Hello,
I think my RBP of interest is binding to PolyA tails. I have fastq.gz files from a CLIP-seq experiment and I want to see if any of my reads have high polyA content. I tried using Star Aligner (version 2.5.3a) to index a very short sequence of A's and was successful:
STAR --runMode genomeGenerate --runThreadN 16 --genomeDir PolyA/star_index --genomeFastaFiles PolyA/PolyA.fasta --genomeSAindexNbases 2 --limitGenomeGenerateRAM 33000000000
I then tried aligning my fastq.gz to the indexed polyA genome.
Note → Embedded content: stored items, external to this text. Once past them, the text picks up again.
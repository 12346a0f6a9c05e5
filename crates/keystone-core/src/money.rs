//! # Money Module
//!
//! Provides the `Money` type used for every price, cost, total and payment.
//!
//! ## Why Integer Cents?
//! ```text
//! ┌─────────────────────────────────────────────────────────────────────────┐
//! │  THE HALF-CENT PROBLEM                                                  │
//! │                                                                         │
//! │  With floating point dollars, a $100.00 invoice paid as                 │
//! │  $33.33 + $33.33 + $33.34 can leave a balance of 1.4e-14,               │
//! │  so "is it paid?" needs an epsilon (half a cent) everywhere.            │
//! │                                                                         │
//! │  OUR SOLUTION: Integer Cents                                            │
//! │    10000 - (3333 + 3333 + 3334) = 0   exactly                           │
//! │    "Paid" is simply balance <= 0                                        │
//! │                                                                         │
//! │  Floats only appear transiently when a markup percentage is applied,    │
//! │  and the result is rounded back to whole cents immediately.             │
//! └─────────────────────────────────────────────────────────────────────────┘
//! ```
//!
//! ## Usage
//! ```rust
//! use keystone_core::money::Money;
//!
//! let cost = Money::from_cents(1000);       // $10.00
//! let price = cost.apply_markup(40.0);      // $14.00
//! assert_eq!(price.cents(), 1400);
//! assert_eq!(price.remove_markup(40.0), Some(cost));
//! ```

use serde::{Deserialize, Serialize};
use std::fmt;
use std::iter::Sum;
use std::ops::{Add, AddAssign, Mul, Neg, Sub, SubAssign};
use ts_rs::TS;

use crate::types::TaxRate;

// =============================================================================
// Money Type
// =============================================================================

/// A monetary value in cents.
///
/// Signed: return lines and overpaid balances are negative. Arithmetic
/// saturates at the `i64` limits; amounts above
/// [`MAX_AMOUNT_CENTS`](crate::MAX_AMOUNT_CENTS) are rejected by validation.
#[derive(Debug, Clone, Copy, PartialEq, Eq, PartialOrd, Ord, Hash, Serialize, Deserialize, TS)]
#[ts(export)]
pub struct Money(i64);

impl Money {
    /// Creates a Money value from cents.
    ///
    /// ```rust
    /// use keystone_core::money::Money;
    ///
    /// let price = Money::from_cents(1099); // $10.99
    /// assert_eq!(price.cents(), 1099);
    /// ```
    #[inline]
    pub const fn from_cents(cents: i64) -> Self {
        Money(cents)
    }

    /// Creates a Money value from dollars and cents.
    ///
    /// For negative amounts only the major unit carries the sign:
    /// `from_major_minor(-5, 50)` is -$5.50.
    #[inline]
    pub const fn from_major_minor(major: i64, minor: i64) -> Self {
        if major < 0 {
            Money(major * 100 - minor)
        } else {
            Money(major * 100 + minor)
        }
    }

    /// Parses a decimal dollar string such as `"14"`, `"14.5"` or `"-3.25"`.
    ///
    /// More than two fractional digits is rejected rather than rounded, so a
    /// typed `"1.005"` never silently becomes `$1.01`.
    ///
    /// ```rust
    /// use keystone_core::money::Money;
    ///
    /// assert_eq!(Money::parse("14.50"), Some(Money::from_cents(1450)));
    /// assert_eq!(Money::parse("-3.2"), Some(Money::from_cents(-320)));
    /// assert_eq!(Money::parse("1.005"), None);
    /// assert_eq!(Money::parse("abc"), None);
    /// ```
    pub fn parse(input: &str) -> Option<Self> {
        let input = input.trim().trim_start_matches('$');
        let (negative, digits) = match input.strip_prefix('-') {
            Some(rest) => (true, rest),
            None => (false, input),
        };

        let (whole, frac) = match digits.split_once('.') {
            Some((w, f)) => (w, f),
            None => (digits, ""),
        };

        if whole.is_empty() && frac.is_empty() {
            return None;
        }
        if frac.len() > 2 || !whole.chars().chain(frac.chars()).all(|c| c.is_ascii_digit()) {
            return None;
        }

        let whole: i64 = if whole.is_empty() { 0 } else { whole.parse().ok()? };
        let frac: i64 = match frac.len() {
            0 => 0,
            1 => frac.parse::<i64>().ok()? * 10,
            _ => frac.parse().ok()?,
        };

        let cents = whole.checked_mul(100)?.checked_add(frac)?;
        Some(Money(if negative { -cents } else { cents }))
    }

    /// Returns the value in cents.
    #[inline]
    pub const fn cents(&self) -> i64 {
        self.0
    }

    /// Returns the whole-dollar portion.
    #[inline]
    pub const fn dollars(&self) -> i64 {
        self.0 / 100
    }

    /// Returns the cents portion (always 0-99).
    #[inline]
    pub const fn cents_part(&self) -> i64 {
        (self.0 % 100).abs()
    }

    /// Returns the amount as floating point dollars (for ratios and display).
    #[inline]
    pub fn as_dollars_f64(&self) -> f64 {
        self.0 as f64 / 100.0
    }

    #[inline]
    pub const fn zero() -> Self {
        Money(0)
    }

    #[inline]
    pub const fn is_zero(&self) -> bool {
        self.0 == 0
    }

    #[inline]
    pub const fn is_positive(&self) -> bool {
        self.0 > 0
    }

    #[inline]
    pub const fn is_negative(&self) -> bool {
        self.0 < 0
    }

    #[inline]
    pub const fn abs(&self) -> Self {
        Money(self.0.abs())
    }

    /// Multiplies by a floating point factor and rounds to the nearest cent,
    /// halves away from zero.
    ///
    /// ```rust
    /// use keystone_core::money::Money;
    ///
    /// assert_eq!(Money::from_cents(1000).scale(1.4).cents(), 1400);
    /// assert_eq!(Money::from_cents(333).scale(0.5).cents(), 167);
    /// ```
    pub fn scale(&self, factor: f64) -> Money {
        Money((self.0 as f64 * factor).round() as i64)
    }

    /// Applies a markup percentage: `self × (1 + pct/100)`, rounded to cents.
    ///
    /// Negative percentages are accepted (sell below cost); rejecting them is
    /// a validation concern.
    pub fn apply_markup(&self, markup_percentage: f64) -> Money {
        self.scale(markup_factor(markup_percentage))
    }

    /// Inverse of [`Money::apply_markup`]: `self / (1 + pct/100)`, rounded.
    ///
    /// Returns `None` when the factor is zero or negative (markup ≤ -100%),
    /// which has no meaningful cost.
    pub fn remove_markup(&self, markup_percentage: f64) -> Option<Money> {
        let factor = markup_factor(markup_percentage);
        if !factor.is_finite() || factor <= 0.0 {
            return None;
        }
        Some(Money((self.0 as f64 / factor).round() as i64))
    }

    /// Tax on this amount, rounded half up: `(cents × bps + 5000) / 10000`.
    ///
    /// ```rust
    /// use keystone_core::money::Money;
    /// use keystone_core::types::TaxRate;
    ///
    /// let tax = Money::from_cents(1000).calculate_tax(TaxRate::from_bps(825));
    /// assert_eq!(tax.cents(), 83);
    /// ```
    pub fn calculate_tax(&self, rate: TaxRate) -> Money {
        // i128 keeps large document totals from overflowing
        let tax_cents = (self.0 as i128 * rate.bps() as i128 + 5000) / 10000;
        Money::from_cents(tax_cents as i64)
    }

    #[inline]
    pub const fn multiply_quantity(&self, qty: i64) -> Self {
        Money(self.0.saturating_mul(qty))
    }

    /// Splits this amount across `weights` proportionally.
    ///
    /// Each share is floored to the cent; whatever is left over goes to the
    /// last share so the parts always sum back to `self`. An empty or
    /// all-zero weight list yields all-zero shares.
    ///
    /// ```rust
    /// use keystone_core::money::Money;
    ///
    /// let parts = Money::from_cents(1000)
    ///     .split_by_weights(&[Money::from_cents(100), Money::from_cents(200)]);
    /// assert_eq!(parts, vec![Money::from_cents(333), Money::from_cents(667)]);
    /// ```
    pub fn split_by_weights(&self, weights: &[Money]) -> Vec<Money> {
        let total_weight: i128 = weights.iter().map(|w| w.0.max(0) as i128).sum();
        if weights.is_empty() || total_weight == 0 {
            return vec![Money::zero(); weights.len()];
        }

        let mut shares: Vec<Money> = weights
            .iter()
            .map(|w| Money((self.0 as i128 * w.0.max(0) as i128 / total_weight) as i64))
            .collect();

        let allocated: Money = shares.iter().copied().sum();
        if let Some(last) = shares.last_mut() {
            *last += *self - allocated;
        }
        shares
    }
}

/// `1 + pct/100`, the multiplier a markup percentage stands for.
#[inline]
pub fn markup_factor(markup_percentage: f64) -> f64 {
    1.0 + markup_percentage / 100.0
}

// =============================================================================
// Trait Implementations
// =============================================================================

impl fmt::Display for Money {
    fn fmt(&self, f: &mut fmt::Formatter<'_>) -> fmt::Result {
        let sign = if self.0 < 0 { "-" } else { "" };
        write!(
            f,
            "{}${}.{:02}",
            sign,
            self.dollars().abs(),
            self.cents_part()
        )
    }
}

impl Default for Money {
    fn default() -> Self {
        Money::zero()
    }
}

impl Add for Money {
    type Output = Self;

    #[inline]
    fn add(self, other: Self) -> Self {
        Money(self.0.saturating_add(other.0))
    }
}

impl AddAssign for Money {
    #[inline]
    fn add_assign(&mut self, other: Self) {
        *self = *self + other;
    }
}

impl Sub for Money {
    type Output = Self;

    #[inline]
    fn sub(self, other: Self) -> Self {
        Money(self.0.saturating_sub(other.0))
    }
}

impl SubAssign for Money {
    #[inline]
    fn sub_assign(&mut self, other: Self) {
        *self = *self - other;
    }
}

impl Neg for Money {
    type Output = Self;

    #[inline]
    fn neg(self) -> Self {
        Money(self.0.saturating_neg())
    }
}

impl Mul<i64> for Money {
    type Output = Self;

    #[inline]
    fn mul(self, qty: i64) -> Self {
        self.multiply_quantity(qty)
    }
}

impl Sum for Money {
    fn sum<I: Iterator<Item = Money>>(iter: I) -> Self {
        iter.fold(Money::zero(), Add::add)
    }
}

impl<'a> Sum<&'a Money> for Money {
    fn sum<I: Iterator<Item = &'a Money>>(iter: I) -> Self {
        iter.copied().sum()
    }
}

// =============================================================================
// Unit Tests
// =============================================================================

#[cfg(test)]
mod tests {
    use super::*;

    #[test]
    fn test_from_cents() {
        let money = Money::from_cents(1099);
        assert_eq!(money.cents(), 1099);
        assert_eq!(money.dollars(), 10);
        assert_eq!(money.cents_part(), 99);
    }

    #[test]
    fn test_from_major_minor() {
        assert_eq!(Money::from_major_minor(10, 99).cents(), 1099);
        assert_eq!(Money::from_major_minor(-5, 50).cents(), -550);
    }

    #[test]
    fn test_display() {
        assert_eq!(format!("{}", Money::from_cents(1099)), "$10.99");
        assert_eq!(format!("{}", Money::from_cents(-550)), "-$5.50");
        assert_eq!(format!("{}", Money::from_cents(0)), "$0.00");
    }

    #[test]
    fn test_parse() {
        assert_eq!(Money::parse("14"), Some(Money::from_cents(1400)));
        assert_eq!(Money::parse("$14.05"), Some(Money::from_cents(1405)));
        assert_eq!(Money::parse(".5"), Some(Money::from_cents(50)));
        assert_eq!(Money::parse(""), None);
        assert_eq!(Money::parse("."), None);
        assert_eq!(Money::parse("1.2.3"), None);
    }

    #[test]
    fn test_markup_round_trip_fence_scenario() {
        let cost = Money::from_cents(1000);
        let price = cost.apply_markup(40.0);
        assert_eq!(price.cents(), 1400);
        assert_eq!(price.remove_markup(40.0), Some(cost));
    }

    #[test]
    fn test_zero_cost_stays_zero_under_any_markup() {
        for pct in [0.0, 35.0, 250.0, -20.0] {
            assert!(Money::zero().apply_markup(pct).is_zero());
        }
    }

    #[test]
    fn test_remove_markup_rejects_non_positive_factor() {
        let price = Money::from_cents(1400);
        assert_eq!(price.remove_markup(-100.0), None);
        assert_eq!(price.remove_markup(-150.0), None);
        assert_eq!(price.remove_markup(-50.0), Some(Money::from_cents(2800)));
    }

    #[test]
    fn test_scale_rounds_half_away_from_zero() {
        assert_eq!(Money::from_cents(1).scale(0.5).cents(), 1);
        assert_eq!(Money::from_cents(-1).scale(0.5).cents(), -1);
        assert_eq!(Money::from_cents(3).scale(0.5).cents(), 2);
    }

    #[test]
    fn test_tax_calculation_with_rounding() {
        let tax = Money::from_cents(1000).calculate_tax(TaxRate::from_bps(825));
        assert_eq!(tax.cents(), 83);
        assert!(Money::from_cents(1000).calculate_tax(TaxRate::zero()).is_zero());
    }

    #[test]
    fn test_split_by_weights_sums_back() {
        let amount = Money::from_cents(10001);
        let weights = [
            Money::from_cents(3000),
            Money::from_cents(3000),
            Money::from_cents(3000),
        ];
        let parts = amount.split_by_weights(&weights);
        assert_eq!(parts.iter().sum::<Money>(), amount);
        assert_eq!(parts[0].cents(), 3333);
        assert_eq!(parts[2].cents(), 3335);
    }

    #[test]
    fn test_split_by_zero_weights() {
        let parts = Money::from_cents(500).split_by_weights(&[Money::zero(), Money::zero()]);
        assert_eq!(parts, vec![Money::zero(), Money::zero()]);
        assert!(Money::from_cents(500).split_by_weights(&[]).is_empty());
    }

    #[test]
    fn test_sum_and_neg() {
        let total: Money = [100, 250, -50].iter().map(|c| Money::from_cents(*c)).sum();
        assert_eq!(total.cents(), 300);
        assert_eq!((-total).cents(), -300);
    }

    #[test]
    fn test_arithmetic_saturates_instead_of_overflowing() {
        let huge = Money::parse("92233720368547758.07").unwrap();
        let total: Money = [huge, huge].iter().sum();
        assert_eq!(total.cents(), i64::MAX);
        assert_eq!((-huge - huge).cents(), i64::MIN);
        assert_eq!(huge.multiply_quantity(3).cents(), i64::MAX);
    }
}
The script ran for 24 hrs then aborted. When I aligned to the human genome, it was done in less than 20 minutes. The code I used is below:
STAR --runMode alignReads \
--runThreadN 16 \
--genomeDir ../genomes/PolyA/star_index \
--genomeLoad LoadAndRemove \
--readFilesIn pathtomyfile.fastq.gz \
--readFilesCommand zcat \
--outFilterMultimapNmax 20 \
--outFileNamePrefix myfileout.bam \
--outSAMattributes All \
--outSAMtype BAM Unsorted \
--outFilterMismatchNmax 10
Does anyone have suggestions at to why this failed? or have other recommendations to see how much polyA content I have in my samples?
Thank you!
I do not really see the point in doing that. Polyadenylation is a posttranscriptional modification, means special enzymes put the polyA tail to the pre-mRNA after transcription. The polyA is not part of the gene in the genome so alignment won't help you. I would rather use a dedicated trimming tool such as
bbduk, trimmomatic or cutadapt
to trim polyA tails (please use the search function), and then see how many % of the reads contained that pattern.